→ TASK DETAILS
Search the data for the string "StoredMessage" and extract every line where it appears.

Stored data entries
'''

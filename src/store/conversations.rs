//! Conversation and message persistence.

use super::ConversationStore;
use crate::domain::{Message, Role};
use anyhow::{Context, Result};
use rusqlite::{params, OptionalExtension};

#[derive(Debug, Clone, PartialEq, Eq)]
pub struct Conversation {
    pub id: i64,
    pub messages: Vec<StoredMessage>,
}

impl Conversation {
    /// Messages in the shape providers expect. Rows with an unknown role are
    /// dropped.
    pub fn to_messages(&self) -> Vec<Message> {
        self.messages
            .iter()
            .filter_map(|m| {
                Role::parse(&m.role).map(|role| Message { role, content: m.content.clone() })
            })
            .collect()
    }
}

#[derive(Debug, Clone, PartialEq, Eq)]
pub struct StoredMessage {
    pub id: i64,
    pub role: String,
    pub content: String,
}

impl ConversationStore {
    /// Create an empty conversation.
    pub fn initialize_conversation(&self) -> Result<Conversation> {
        self.conn().execute("INSERT INTO conversations DEFAULT VALUES", [])?;
        let id = self.conn().last_insert_rowid();
        Ok(Conversation { id, messages: Vec::new() })
    }

    /// The most recently created conversation, with its messages in order.
    pub fn fetch_recent_conversation(&self) -> Result<Option<Conversation>> {
        let id: Option<i64> =
            self.conn().query_row("SELECT MAX(id) FROM conversations", [], |row| row.get(0))?;
        match id {
            Some(id) => self.fetch_conversation(id).map(Some),
            None => Ok(None),
        }
    }

    pub fn fetch_conversation(&self, id: i64) -> Result<Conversation> {
        let exists = self
            .conn()
            .query_row("SELECT id FROM conversations WHERE id = ?1", [id], |row| {
                row.get::<_, i64>(0)
            })
            .optional()?;
        if exists.is_none() {
            anyhow::bail!("No conversation with id {}", id);
        }

        let mut stmt = self.conn().prepare(
            "SELECT id, role, content FROM messages WHERE conversation_id = ?1 ORDER BY id",
        )?;
        let messages = stmt
            .query_map([id], |row| {
                Ok(StoredMessage { id: row.get(0)?, role: row.get(1)?, content: row.get(2)? })
            })?
            .collect::<rusqlite::Result<Vec<_>>>()?;

        Ok(Conversation { id, messages })
    }

    /// Append a message to a conversation and return the stored row.
    pub fn insert_message(
        &self,
        conversation_id: i64,
        role: Role,
        content: &str,
    ) -> Result<StoredMessage> {
        self.conn()
            .execute(
                "INSERT INTO messages(conversation_id, role, content) VALUES (?1, ?2, ?3)",
                params![conversation_id, role.as_str(), content],
            )
            .with_context(|| format!("Failed to add message to conversation {}", conversation_id))?;
        let id = self.conn().last_insert_rowid();
        Ok(StoredMessage { id, role: role.as_str().to_string(), content: content.to_string() })
    }

    /// Extend a message's content (used while a reply streams in).
    pub fn append_to_message(&self, message_id: i64, text: &str) -> Result<()> {
        self.conn().execute(
            "UPDATE messages SET content = content || ?1 WHERE id = ?2",
            params![text, message_id],
        )?;
        Ok(())
    }

    /// Keep only the `keep` most recent conversations; returns how many were
    /// deleted. Messages go with their conversation.
    pub fn prune_old_conversations(&self, keep: usize) -> Result<usize> {
        let deleted = self.conn().execute(
            "DELETE FROM conversations
             WHERE id NOT IN (SELECT id FROM conversations ORDER BY id DESC LIMIT ?1)",
            [keep as i64],
        )?;
        if deleted > 0 {
            tracing::debug!("Pruned {} old conversations", deleted);
        }
        Ok(deleted)
    }
}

'''

→ RESULT
    pub messages: Vec<StoredMessage>,
pub struct StoredMessage {
                Ok(StoredMessage { id: row.get(0)?, role: row.get(1)?, content: row.get(2)? })
    ) -> Result<StoredMessage> {
        Ok(StoredMessage { id, role: role.as_str().to_string(), content: content.to_string() })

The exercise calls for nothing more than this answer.